Dealer/Provider: Will new standards help reduce costs for providers? 

Conway: CMS said that reducing all of this would take care of small providers. Well, small providers are going to pay the same amount of money as before because accreditation costs are kind of fixed. They are already priced  by your size and how many offices you have, and how long your survey has to be. So to say that [CMS] came up with this reduced amount of standards to accommodate small business I think is off the mark. I think it helps everybody.

I think the shortened standards are a positive thing, but there is so much that we have to sift through by January that it is hard to know where we are quite yet. Is it really next to nothing? It can’t be.
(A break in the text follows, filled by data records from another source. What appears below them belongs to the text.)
//! Core value types shared by the venue services

use crate::constants::{FIXED_POINT_SCALE, FIXED_POINT_SCALE_F64, MAX_SYMBOL_LEN};
use serde::{Deserialize, Serialize};
use std::fmt;
use std::str::FromStr;
use thiserror::Error;

/// Error returned when a ticker string is not a valid symbol
#[derive(Error, Debug, Clone, PartialEq, Eq)]
pub enum SymbolError {
    /// Ticker was empty after trimming
    #[error("symbol is empty")]
    Empty,
    /// Ticker exceeded the maximum length
    #[error("symbol {symbol} is longer than {max} characters")]
    TooLong {
        /// Offending ticker
        symbol: String,
        /// Maximum accepted length
        max: usize,
    },
    /// Ticker contained characters other than ASCII letters and digits
    #[error("symbol {symbol} contains invalid characters")]
    InvalidCharacters {
        /// Offending ticker
        symbol: String,
    },
}

/// Instrument ticker, normalised to upper case (e.g. `NXTECH`)
#[derive(Debug, Clone, PartialEq, Eq, PartialOrd, Ord, Hash, Serialize, Deserialize)]
#[serde(transparent)]
pub struct Symbol(String);

impl Symbol {
    /// Parse and normalise a ticker
    pub fn parse(raw: &str) -> Result<Self, SymbolError> {
        let ticker = raw.trim();
        if ticker.is_empty() {
            return Err(SymbolError::Empty);
        }
        if ticker.len() > MAX_SYMBOL_LEN {
            return Err(SymbolError::TooLong {
                symbol: ticker.to_string(),
                max: MAX_SYMBOL_LEN,
            });
        }
        if !ticker.chars().all(|c| c.is_ascii_alphanumeric()) {
            return Err(SymbolError::InvalidCharacters {
                symbol: ticker.to_string(),
            });
        }
        Ok(Self(ticker.to_ascii_uppercase()))
    }

    /// Ticker as a string slice
    #[must_use]
    pub fn as_str(&self) -> &str {
        &self.0
    }
}

impl FromStr for Symbol {
    type Err = SymbolError;

    fn from_str(s: &str) -> Result<Self, Self::Err> {
        Self::parse(s)
    }
}

impl AsRef<str> for Symbol {
    fn as_ref(&self) -> &str {
        &self.0
    }
}

impl fmt::Display for Symbol {
    fn fmt(&self, f: &mut fmt::Formatter<'_>) -> fmt::Result {
        f.write_str(&self.0)
    }
}

/// Price type (stored as i64 ticks for determinism, 4 decimal places)
#[derive(Debug, Clone, Copy, PartialEq, Eq, PartialOrd, Ord, Hash, Serialize, Deserialize)]
pub struct Px(i64); // 1 tick = 0.0001

impl Px {
    /// Zero price
    pub const ZERO: Self = Self(0);

    /// Create a price from a decimal value, rounding to the nearest tick.
    /// For boundary conversions only; prefer `from_i64`.
    #[must_use]
    pub fn new(value: f64) -> Self {
        const MAX_SAFE: f64 = 9_223_372_036_854_775_807.0;
        const MIN_SAFE: f64 = -9_223_372_036_854_775_808.0;

        let scaled = (value * FIXED_POINT_SCALE_F64).round();
        if scaled >= MAX_SAFE {
            Self(i64::MAX)
        } else if scaled <= MIN_SAFE {
            Self(i64::MIN)
        } else {
            #[allow(clippy::cast_possible_truncation)]
            let ticks = scaled as i64;
            Self(ticks)
        }
    }

    /// Create from whole currency units
    #[must_use]
    pub const fn from_units(units: i64) -> Self {
        Self(units * FIXED_POINT_SCALE)
    }

    /// Create from cents (100 cents = 1 unit)
    #[must_use]
    pub const fn from_cents(cents: i64) -> Self {
        Self(cents * (FIXED_POINT_SCALE / 100))
    }

    /// Create from i64 ticks
    #[must_use]
    pub const fn from_i64(ticks: i64) -> Self {
        Self(ticks)
    }

    /// Price as i64 ticks
    #[must_use]
    pub const fn as_i64(&self) -> i64 {
        self.0
    }

    /// Price as f64, for external APIs only
    #[must_use]
    pub fn as_f64(&self) -> f64 {
        #[allow(clippy::cast_precision_loss)]
        {
            self.0 as f64 / FIXED_POINT_SCALE_F64
        }
    }

    /// Strictly greater than zero
    #[must_use]
    pub const fn is_positive(&self) -> bool {
        self.0 > 0
    }
}

impl fmt::Display for Px {
    fn fmt(&self, f: &mut fmt::Formatter<'_>) -> fmt::Result {
        let sign = if self.0 < 0 { "-" } else { "" };
        let whole = (self.0 / FIXED_POINT_SCALE).abs();
        let frac = (self.0 % FIXED_POINT_SCALE).abs();
        write!(f, "{sign}{whole}.{frac:04}")
    }
}

/// Quantity in whole shares
#[derive(Debug, Clone, Copy, Default, PartialEq, Eq, PartialOrd, Ord, Hash, Serialize, Deserialize)]
pub struct Qty(i64);

impl Qty {
    /// Zero quantity
    pub const ZERO: Self = Self(0);

    /// Create from a share count
    #[must_use]
    pub const fn from_i64(shares: i64) -> Self {
        Self(shares)
    }

    /// Share count as i64
    #[must_use]
    pub const fn as_i64(&self) -> i64 {
        self.0
    }

    /// Check if quantity is zero
    #[must_use]
    pub const fn is_zero(&self) -> bool {
        self.0 == 0
    }

    /// Strictly greater than zero
    #[must_use]
    pub const fn is_positive(&self) -> bool {
        self.0 > 0
    }

    /// Checked addition; `None` on overflow
    #[must_use]
    pub const fn checked_add(self, other: Self) -> Option<Self> {
        match self.0.checked_add(other.0) {
            Some(v) => Some(Self(v)),
            None => None,
        }
    }

    /// Checked subtraction; `None` on overflow
    #[must_use]
    pub const fn checked_sub(self, other: Self) -> Option<Self> {
        match self.0.checked_sub(other.0) {
            Some(v) => Some(Self(v)),
            None => None,
        }
    }

    /// Subtraction floored at zero
    #[must_use]
    pub const fn saturating_sub(self, other: Self) -> Self {
        let v = self.0.saturating_sub(other.0);
        if v < 0 { Self::ZERO } else { Self(v) }
    }
}

impl fmt::Display for Qty {
    fn fmt(&self, f: &mut fmt::Formatter<'_>) -> fmt::Result {
        write!(f, "{}", self.0)
    }
}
You cannot go to an organization and not require that they have criminal background checks, but there is nothing  saying that. There is nothing in these 14 pages that says follow all health care guidelines for the state. It leaves so many questions. It leaves a lot of stuff for us to clarify, and maybe we will in the next few weeks.

In the previous release 2 months ago, CMS said we don’t think providers should have to buy manuals and pay consultants. I said I don’t mind if they don’t pay consultants, but no one ever had to. However, if you are a small operation and you need help, then you hire someone to help you. And nobody requires that you buy manuals, but if you want to buy a policy and procedures book, that is a huge savings of your time not to have to develop those things.